Problem statement: Look through the material below and copy every line containing the word "usize".
= = = = = = =
/*!
 * Configuration for a distributed session
 */

use quasar_local::ClusterConfig;
use serde::{Deserialize, Serialize};
use std::path::{Path, PathBuf};

/// Settings read once at session start
#[derive(Debug, Clone, PartialEq, Serialize, Deserialize)]
pub struct SessionConfig {
    /// Number of local workers to spawn
    #[serde(default = "default_workers")]
    pub workers: usize,

    /// Workers that must register before the session starts (default: all)
    #[serde(default)]
    pub expected_workers: Option<usize>,

    /// Pool assembly timeout in milliseconds
    #[serde(default = "default_assembly_timeout")]
    pub assembly_timeout_ms: u64,

    /// Prefix of local worker names
    #[serde(default = "default_worker_prefix")]
    pub worker_prefix: String,

    /// Periodicity used by `create_cart` when none is given
    #[serde(default)]
    pub periodic: bool,

    /// Log level
    #[serde(default)]
    pub log_level: LogLevel,

    /// Log file path (None = stdout)
    #[serde(default)]
    pub log_file: Option<PathBuf>,

    /// Enable verbose logging (shorthand for log_level = debug)
    #[serde(default)]
    pub verbose: bool,
}

impl Default for SessionConfig {
    fn default() -> Self {
        Self {
            workers: default_workers(),
            expected_workers: None,
            assembly_timeout_ms: default_assembly_timeout(),
            worker_prefix: default_worker_prefix(),
            periodic: false,
            log_level: LogLevel::Info,
            log_file: None,
            verbose: false,
        }
    }
}

/// Log level for diagnostic output
#[derive(Debug, Clone, Copy, PartialEq, Eq, Serialize, Deserialize, Default)]
#[serde(rename_all = "lowercase")]
pub enum LogLevel {
    /// Only errors
    Error,

    /// Warnings and errors
    Warn,

    /// Info, warnings, and errors
    #[default]
    Info,

    /// Debug and above
    Debug,

    /// All messages including traces
    Trace,
}

impl LogLevel {
    /// Convert to tracing::Level
    pub fn to_tracing_level(&self) -> tracing::Level {
        match self {
            LogLevel::Error => tracing::Level::ERROR,
            LogLevel::Warn => tracing::Level::WARN,
            LogLevel::Info => tracing::Level::INFO,
            LogLevel::Debug => tracing::Level::DEBUG,
            LogLevel::Trace => tracing::Level::TRACE,
        }
    }
}

fn default_workers() -> usize {
    4
}

fn default_assembly_timeout() -> u64 {
    5000
}

fn default_worker_prefix() -> String {
    "local".to_string()
}

impl SessionConfig {
    /// Load configuration from a TOML file
    pub fn from_file(path: &Path) -> Result<Self, Box<dyn std::error::Error>> {
        let contents = std::fs::read_to_string(path)?;
        let config: SessionConfig = toml::from_str(&contents)?;
        Ok(config)
    }

    /// Save configuration to a TOML file
    pub fn to_file(&self, path: &Path) -> Result<(), Box<dyn std::error::Error>> {
        let contents = toml::to_string_pretty(self)?;
        std::fs::write(path, contents)?;
        Ok(())
    }

    pub fn with_workers(workers: usize) -> Self {
        Self {
            workers,
            ..Default::default()
        }
    }

    /// Settings for the in-process worker pool
    pub fn cluster_config(&self) -> ClusterConfig {
        ClusterConfig {
            num_workers: self.workers,
            expected_workers: self.expected_workers,
            assembly_timeout_ms: self.assembly_timeout_ms,
            worker_prefix: self.worker_prefix.clone(),
        }
    }
}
= = = = = = =
Exercise solution:
    pub workers: usize,
    pub expected_workers: Option<usize>,
fn default_workers() -> usize {
    pub fn with_workers(workers: usize) -> Self {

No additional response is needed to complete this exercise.